[[ EXTRACTED DATA open ]]

//! The signing-key registry.
//!
//! A sparse, growable table of key slots indexed from 0. Compiled-in key
//! definitions are parsed on first access and cached; explicitly installed
//! keys are pinned and never parsed.

use std::sync::Arc;

use parking_lot::{RwLock, RwLockUpgradableReadGuard};
use tracing::{debug, error, instrument, warn};

use keyreg_core::error::{KeyRegError, Result};
use keyreg_core::traits::KeyParser;
use keyreg_core::types::{KeyDefinition, SlotInfo, SlotState, VerificationKey};
use keyreg_crypto::PemKeyParser;

use crate::slot::{slot_mut, KeySlot};

/// Registry of public keys for signed configuration files.
///
/// # Indexing
///
/// [`count`](Self::count) is the highest index ever touched plus one. Indices
/// below it may still be empty; indices at or above it are a caller bug and
/// panic in [`get_key`](Self::get_key) and
/// [`get_generated_time`](Self::get_generated_time).
///
/// # Thread Safety
///
/// One lock guards both table growth and lazy key materialization, so no
/// reader observes a slot while the table is being resized.
pub struct KeyRegistry {
    slots: RwLock<Vec<KeySlot>>,
    parser: Box<dyn KeyParser>,
    /// Set only on the instance returned by [`crate::global_instance`].
    process_wide: bool,
}

impl KeyRegistry {
    /// Creates an empty registry that parses PEM public keys.
    pub fn new() -> Self {
        Self::with_parser(PemKeyParser)
    }

    /// Creates an empty registry with a custom key-parsing service.
    pub fn with_parser(parser: impl KeyParser + 'static) -> Self {
        Self {
            slots: RwLock::new(Vec::new()),
            parser: Box::new(parser),
            process_wide: false,
        }
    }

    pub(crate) fn process_wide(parser: impl KeyParser + 'static) -> Self {
        Self {
            slots: RwLock::new(Vec::new()),
            parser: Box::new(parser),
            process_wide: true,
        }
    }

    /// Returns the process-wide registry, creating it on first call.
    pub fn global_instance() -> &'static KeyRegistry {
        crate::global::global_instance()
    }

    // ═══════════════════════════════════════════════════════════════════════════
    // WRITES
    // ═══════════════════════════════════════════════════════════════════════════

    /// Records a table of compiled-in key definitions.
    ///
    /// Entry `i` targets slot `i`. Empty entries are skipped and leave the
    /// existing slot untouched, so several partial tables merge by index.
    /// Re-importing the same record is a no-op; a different record drops the
    /// slot's cached key, which is re-parsed on the next [`get_key`](Self::get_key).
    ///
    /// Returns the number of slots whose definition changed.
    #[instrument(skip_all, fields(entries = definitions.len()))]
    pub fn bulk_import(&self, definitions: &'static [KeyDefinition]) -> usize {
        let mut slots = self.slots.write();
        let mut changed = 0;

        for (index, def) in definitions.iter().enumerate() {
            if def.is_empty() {
                continue;
            }
            let slot = slot_mut(&mut slots, index);
            if slot.refers_to(def) {
                continue;
            }
            slot.redefine(def);
            changed += 1;
        }

        debug!(changed, count = slots.len(), "Imported key definitions");
        changed
    }

    /// Installs an already-parsed key at `index`, taking ownership of it.
    ///
    /// The slot becomes pinned: any definition is forgotten and any previous
    /// key is dropped.
    #[instrument(skip(self, key), fields(fingerprint = %key.fingerprint()))]
    pub fn set_key(&self, index: usize, key: VerificationKey, generated_time: i64) {
        let mut slots = self.slots.write();
        slot_mut(&mut slots, index).pin(key, generated_time);
        debug!(count = slots.len(), "Pinned key");
    }

    // ═══════════════════════════════════════════════════════════════════════════
    // READS
    // ═══════════════════════════════════════════════════════════════════════════

    /// Returns the number of slots: the highest index touched plus one.
    ///
    /// This is an upper bound on valid indices, not the number of keys.
    pub fn count(&self) -> usize {
        self.slots.read().len()
    }

    /// Returns the key at `index`, or `None` if the slot has no usable key.
    ///
    /// A slot holding only a definition is parsed here and the key cached,
    /// so repeated calls return the same `Arc`. If parsing fails the slot is
    /// permanently emptied and `None` is returned; the failure is not retried.
    ///
    /// # Panics
    /// Panics if `index >= self.count()`.
    pub fn get_key(&self, index: usize) -> Option<Arc<VerificationKey>> {
        match self.lookup(index) {
            Lookup::Cached(key) => Some(key),
            Lookup::Empty => None,
            Lookup::Unparsed => self.materialize(index),
            Lookup::OutOfRange(count) => {
                panic!("key index {index} out of range (registry holds {count} slots)")
            }
        }
    }

    /// Like [`get_key`](Self::get_key), but reports an out-of-range index as
    /// an error instead of panicking.
    pub fn try_get_key(&self, index: usize) -> Result<Option<Arc<VerificationKey>>> {
        match self.lookup(index) {
            Lookup::Cached(key) => Ok(Some(key)),
            Lookup::Empty => Ok(None),
            Lookup::Unparsed => Ok(self.materialize(index)),
            Lookup::OutOfRange(count) => Err(KeyRegError::IndexOutOfRange { index, count }),
        }
    }

    /// Returns the generation time of the key at `index`, or 0 if undefined.
    ///
    /// # Panics
    /// Panics if `index >= self.count()`.
    pub fn get_generated_time(&self, index: usize) -> i64 {
        let slots = self.slots.read();
        assert!(
            index < slots.len(),
            "key index {index} out of range (registry holds {} slots)",
            slots.len()
        );
        slots[index].generated_time
    }

    /// Like [`get_generated_time`](Self::get_generated_time), but reports an
    /// out-of-range index as an error instead of panicking.
    pub fn try_get_generated_time(&self, index: usize) -> Result<i64> {
        let slots = self.slots.read();
        slots
            .get(index)
            .map(|slot| slot.generated_time)
            .ok_or(KeyRegError::IndexOutOfRange {
                index,
                count: slots.len(),
            })
    }

    // ═══════════════════════════════════════════════════════════════════════════
    // DIAGNOSTICS
    // ═══════════════════════════════════════════════════════════════════════════

    /// Returns the lifecycle state of the slot at `index`.
    ///
    /// Indices beyond [`count`](Self::count) report [`SlotState::Empty`].
    pub fn slot_state(&self, index: usize) -> SlotState {
        self.slots
            .read()
            .get(index)
            .map_or(SlotState::Empty, KeySlot::state)
    }

    /// Returns a snapshot of every slot without parsing anything.
    pub fn snapshot(&self) -> Vec<SlotInfo> {
        self.slots
            .read()
            .iter()
            .enumerate()
            .map(|(index, slot)| slot.info(index))
            .collect()
    }

    /// Parses every slot that holds an unparsed definition.
    ///
    /// Returns the number of slots that hold a key afterwards.
    pub fn materialize_all(&self) -> usize {
        (0..self.count())
            .filter(|&index| self.get_key(index).is_some())
            .count()
    }

    /// Cache-hit path, served under a shared lock.
    fn lookup(&self, index: usize) -> Lookup {
        let slots = self.slots.read();
        match slots.get(index) {
            None => Lookup::OutOfRange(slots.len()),
            Some(KeySlot { key: Some(key), .. }) => Lookup::Cached(Arc::clone(key)),
            Some(KeySlot { def: Some(_), .. }) => Lookup::Unparsed,
            Some(_) => Lookup::Empty,
        }
    }

    /// Parses the slot's definition and caches the key.
    ///
    /// The slot is re-checked under the upgradable lock since another caller
    /// may have filled or degraded it after [`lookup`](Self::lookup). Slots
    /// never shrink, so `index` stays in range.
    fn materialize(&self, index: usize) -> Option<Arc<VerificationKey>> {
        let slots = self.slots.upgradable_read();
        let slot = &slots[index];
        if let Some(key) = &slot.key {
            return Some(Arc::clone(key));
        }
        let def = slot.def?;

        let mut slots = RwLockUpgradableReadGuard::upgrade(slots);
        let slot = &mut slots[index];
        match self.parser.parse(def.data().unwrap_or_default()) {
            Ok(key) => {
                let key = Arc::new(key);
                debug!(index, fingerprint = %key.fingerprint(), "Materialized key");
                slot.key = Some(Arc::clone(&key));
                Some(key)
            }
            Err(e) => {
                warn!(index, len = def.len(), error = %e, "Discarding unreadable key definition");
                slot.degrade();
                None
            }
        }
    }
}

/// Outcome of a shared-lock slot lookup.
enum Lookup {
    Cached(Arc<VerificationKey>),
    Unparsed,
    Empty,
    OutOfRange(usize),
}

impl Default for KeyRegistry {
    fn default() -> Self {
        Self::new()
    }
}

impl std::fmt::Debug for KeyRegistry {
    fn fmt(&self, f: &mut std::fmt::Formatter<'_>) -> std::fmt::Result {
        f.debug_struct("KeyRegistry")
            .field("count", &self.count())
            .field("process_wide", &self.process_wide)
            .finish_non_exhaustive()
    }
}

impl Drop for KeyRegistry {
    fn drop(&mut self) {
        if self.process_wide {
            error!("Internal error: process-wide key registry dropped");
        }
    }
}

[[ EXTRACTED DATA closed ]]

## BRIEF
Whenever the word "caller" occurs in a line above, copy that line.

## RESULT FOR THIS TASK
/// below it may still be empty; indices at or above it are a caller bug and
    /// The slot is re-checked under the upgradable lock since another caller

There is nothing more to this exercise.